Definitions
Wiktionary
- v. idiomatic, informal To tease, ridicule or make jokes about, generally in a pejorative manner.
Examples
“Mom, the kids make fun of my clunky paper-route bike.”
“One day, at a hunting-party, papa called to Paul to come and sit beside him, and the other huntsmen, with singular bad taste, began to make fun of poor Paul, who sat much abashed, with hanging head.”
“So make fun of all this GOSSIP; the guiltiest ones are those who report it to you.”
“Chi and Dree used to make fun of the Wiccans by prancing in circles, waving old scarves around, and singing in falsetto voices about how they were magic wood nymphs who were trying to teach “Negroes” how to worship a white female as God.”

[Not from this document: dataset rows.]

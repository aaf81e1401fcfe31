//! News feed sources for issue research.

use std::time::Duration;

use async_trait::async_trait;
use polichat_core::issue::{RssItem, parse_rss};
use thiserror::Error;
use tracing::{debug, warn};

const FEED_TIMEOUT: Duration = Duration::from_secs(15);

#[derive(Debug, Error)]
pub enum FeedError {
  #[error("no feeds configured")]
  NoFeeds,

  #[error("every feed failed; last error: {0}")]
  AllFailed(String),

  #[error("http client: {0}")]
  Client(#[from] reqwest::Error),
}

/// Something that yields recent news items.
#[async_trait]
pub trait FeedSource: Send + Sync {
  async fn fetch(&self) -> Result<Vec<RssItem>, FeedError>;
}

/// Fetches and merges a list of RSS URLs. Individual feed failures are
/// logged and skipped; only a total failure is an error.
pub struct HttpFeedSource {
  client: reqwest::Client,
  urls:   Vec<String>,
}

impl HttpFeedSource {
  pub fn new(urls: Vec<String>) -> Result<Self, FeedError> {
    let client = reqwest::Client::builder().timeout(FEED_TIMEOUT).build()?;
    Ok(Self { client, urls })
  }

  async fn fetch_one(&self, url: &str) -> Result<Vec<RssItem>, String> {
    let response = self
      .client
      .get(url)
      .send()
      .await
      .and_then(|r| r.error_for_status())
      .map_err(|e| e.to_string())?;
    let body = response.text().await.map_err(|e| e.to_string())?;
    parse_rss(&body).map_err(|e| e.to_string())
  }
}

#[async_trait]
impl FeedSource for HttpFeedSource {
  async fn fetch(&self) -> Result<Vec<RssItem>, FeedError> {
    if self.urls.is_empty() {
      return Err(FeedError::NoFeeds);
    }
    let mut items = Vec::new();
    let mut last_error = None;
    for url in &self.urls {
      match self.fetch_one(url).await {
        Ok(mut batch) => {
          debug!(%url, count = batch.len(), "fetched feed");
          items.append(&mut batch);
        }
        Err(e) => {
          warn!(%url, error = %e, "feed fetch failed");
          last_error = Some(e);
        }
      }
    }
    match (items.is_empty(), last_error) {
      (true, Some(e)) => Err(FeedError::AllFailed(e)),
      _ => Ok(items),
    }
  }
}

/// A fixed list of items.
pub struct StaticFeedSource(pub Vec<RssItem>);

#[async_trait]
impl FeedSource for StaticFeedSource {
  async fn fetch(&self) -> Result<Vec<RssItem>, FeedError> { Ok(self.0.clone()) }
}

“Years ago we were more provincial even than now as, for instance, a certain Englishman, who wrote, while living in a small French town in 1813 these barbarians make fun of me everywhere just because I am properly dressed and speak the language of a human being.”
“I tried to make fun of his tone so she'd lighten up.”
“This talk about the Smileys and the rest of them had been a day or two before the morning on which we first saw Peggy – the morning that Thor tried so to make fun of her about choosing sugar in her bread and milk, because it was cold.”
“Garrick used his wonderful powers of mimicry to make fun of the uncouth caresses of the husband, and the courtly Beauclerc used to provoke the smiles of his audience by repeating Johnson's assertion that “it was a love-match on both sides.””
“The soldier's mother read it, and said something about our oughting to know better than to make fun of people's troubles with our tombstones and tomfoolery.”
“After all, a girl can wear mascara and nobody’ll make fun of her, but a guy just doesn’t have that option.”